_What the task asks_:
The records that follow are to be transcribed exactly.

::::

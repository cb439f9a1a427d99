//! Configuration for the sync engine.

use crate::error::{SyncError, SyncResult};
use crate::retry::RetryPolicy;
use feedsync_types::{CountryCode, CountrySet};
use std::time::Duration;

/// Largest accepted `max_retries`.
pub const MAX_RETRIES_LIMIT: u32 = 10;
/// Largest accepted base retry delay.
pub const MAX_BASE_DELAY: Duration = Duration::from_secs(60);
/// Largest accepted upload concurrency.
pub const MAX_UPLOAD_CONCURRENCY: usize = 10;

/// Configuration for sync runs.
#[derive(Debug, Clone, PartialEq)]
pub struct SyncConfig {
    /// Retry behaviour for every collaborator call.
    pub retry: RetryPolicy,
    /// Feed uploads running at the same time.
    pub max_concurrent_uploads: usize,
    /// When false, smart mode ignores mapping changes and picks INCREMENTAL
    /// whenever a baseline exists.
    pub smart_mapping_enabled: bool,
    /// Countries feeds are published for. `None` publishes every mapped
    /// country; otherwise other countries are dropped from the mapping
    /// before it is compared or routed.
    pub target_countries: Option<CountrySet>,
}

impl SyncConfig {
    /// Creates a configuration with default values.
    pub fn new() -> Self {
        Self {
            retry: RetryPolicy::default(),
            max_concurrent_uploads: 3,
            smart_mapping_enabled: true,
            target_countries: None,
        }
    }

    /// Sets the retry policy.
    pub fn with_retry(mut self, retry: RetryPolicy) -> Self {
        self.retry = retry;
        self
    }

    /// Sets the upload concurrency.
    pub fn with_max_concurrent_uploads(mut self, uploads: usize) -> Self {
        self.max_concurrent_uploads = uploads;
        self
    }

    /// Enables or disables mapping-aware strategy selection.
    pub fn with_smart_mapping(mut self, enabled: bool) -> Self {
        self.smart_mapping_enabled = enabled;
        self
    }

    /// Restricts publishing to `countries`.
    pub fn with_target_countries(mut self, countries: impl IntoIterator<Item = CountryCode>) -> Self {
        self.target_countries = Some(countries.into_iter().collect());
        self
    }

    /// Checks every value against its accepted range.
    ///
    /// All problems are reported at once.
    pub fn validate(&self) -> SyncResult<()> {
        let mut problems = Vec::new();

        if self.retry.max_retries > MAX_RETRIES_LIMIT {
            problems.push(format!(
                "max retries must be between 0 and {MAX_RETRIES_LIMIT}, got {}",
                self.retry.max_retries
            ));
        }
        if self.retry.base_delay.is_zero() || self.retry.base_delay > MAX_BASE_DELAY {
            problems.push(format!(
                "base retry delay must be in (0s, {}s], got {:?}",
                MAX_BASE_DELAY.as_secs(),
                self.retry.base_delay
            ));
        }
        if self.retry.max_delay < self.retry.base_delay {
            problems.push(format!(
                "max retry delay {:?} is below the base delay {:?}",
                self.retry.max_delay, self.retry.base_delay
            ));
        }
        if !(1..=MAX_UPLOAD_CONCURRENCY).contains(&self.max_concurrent_uploads) {
            problems.push(format!(
                "concurrent uploads must be between 1 and {MAX_UPLOAD_CONCURRENCY}, got {}",
                self.max_concurrent_uploads
            ));
        }

        if self.target_countries.as_ref().is_some_and(CountrySet::is_empty) {
            problems.push("target countries must name at least one country".to_string());
        }

        if problems.is_empty() {
            Ok(())
        } else {
            Err(SyncError::InvalidConfig(problems))
        }
    }
}

impl Default for SyncConfig {
    fn default() -> Self {
        Self::new()
    }
}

::::

_Task solution_:
repository cb439f9a1a427d99
//! Configuration for the sync engine.

use crate::error::{SyncError, SyncResult};
use crate::retry::RetryPolicy;
use feedsync_types::{CountryCode, CountrySet};
use std::time::Duration;

/// Largest accepted `max_retries`.
pub const MAX_RETRIES_LIMIT: u32 = 10;
/// Largest accepted base retry delay.
pub const MAX_BASE_DELAY: Duration = Duration::from_secs(60);
/// Largest accepted upload concurrency.
pub const MAX_UPLOAD_CONCURRENCY: usize = 10;

/// Configuration for sync runs.
#[derive(Debug, Clone, PartialEq)]
pub struct SyncConfig {
    /// Retry behaviour for every collaborator call.
    pub retry: RetryPolicy,
    /// Feed uploads running at the same time.
    pub max_concurrent_uploads: usize,
    /// When false, smart mode ignores mapping changes and picks INCREMENTAL
    /// whenever a baseline exists.
    pub smart_mapping_enabled: bool,
    /// Countries feeds are published for. `None` publishes every mapped
    /// country; otherwise other countries are dropped from the mapping
    /// before it is compared or routed.
    pub target_countries: Option<CountrySet>,
}

impl SyncConfig {
    /// Creates a configuration with default values.
    pub fn new() -> Self {
        Self {
            retry: RetryPolicy::default(),
            max_concurrent_uploads: 3,
            smart_mapping_enabled: true,
            target_countries: None,
        }
    }

    /// Sets the retry policy.
    pub fn with_retry(mut self, retry: RetryPolicy) -> Self {
        self.retry = retry;
        self
    }

    /// Sets the upload concurrency.
    pub fn with_max_concurrent_uploads(mut self, uploads: usize) -> Self {
        self.max_concurrent_uploads = uploads;
        self
    }

    /// Enables or disables mapping-aware strategy selection.
    pub fn with_smart_mapping(mut self, enabled: bool) -> Self {
        self.smart_mapping_enabled = enabled;
        self
    }

    /// Restricts publishing to `countries`.
    pub fn with_target_countries(mut self, countries: impl IntoIterator<Item = CountryCode>) -> Self {
        self.target_countries = Some(countries.into_iter().collect());
        self
    }

    /// Checks every value against its accepted range.
    ///
    /// All problems are reported at once.
    pub fn validate(&self) -> SyncResult<()> {
        let mut problems = Vec::new();

        if self.retry.max_retries > MAX_RETRIES_LIMIT {
            problems.push(format!(
                "max retries must be between 0 and {MAX_RETRIES_LIMIT}, got {}",
                self.retry.max_retries
            ));
        }
        if self.retry.base_delay.is_zero() || self.retry.base_delay > MAX_BASE_DELAY {
            problems.push(format!(
                "base retry delay must be in (0s, {}s], got {:?}",
                MAX_BASE_DELAY.as_secs(),
                self.retry.base_delay
            ));
        }
        if self.retry.max_delay < self.retry.base_delay {
            problems.push(format!(
                "max retry delay {:?} is below the base delay {:?}",
                self.retry.max_delay, self.retry.base_delay
            ));
        }
        if !(1..=MAX_UPLOAD_CONCURRENCY).contains(&self.max_concurrent_uploads) {
            problems.push(format!(
                "concurrent uploads must be between 1 and {MAX_UPLOAD_CONCURRENCY}, got {}",
                self.max_concurrent_uploads
            ));
        }

        if self.target_countries.as_ref().is_some_and(CountrySet::is_empty) {
            problems.push("target countries must name at least one country".to_string());
        }

        if problems.is_empty() {
            Ok(())
        } else {
            Err(SyncError::InvalidConfig(problems))
        }
    }
}

impl Default for SyncConfig {
    fn default() -> Self {
        Self::new()
    }
}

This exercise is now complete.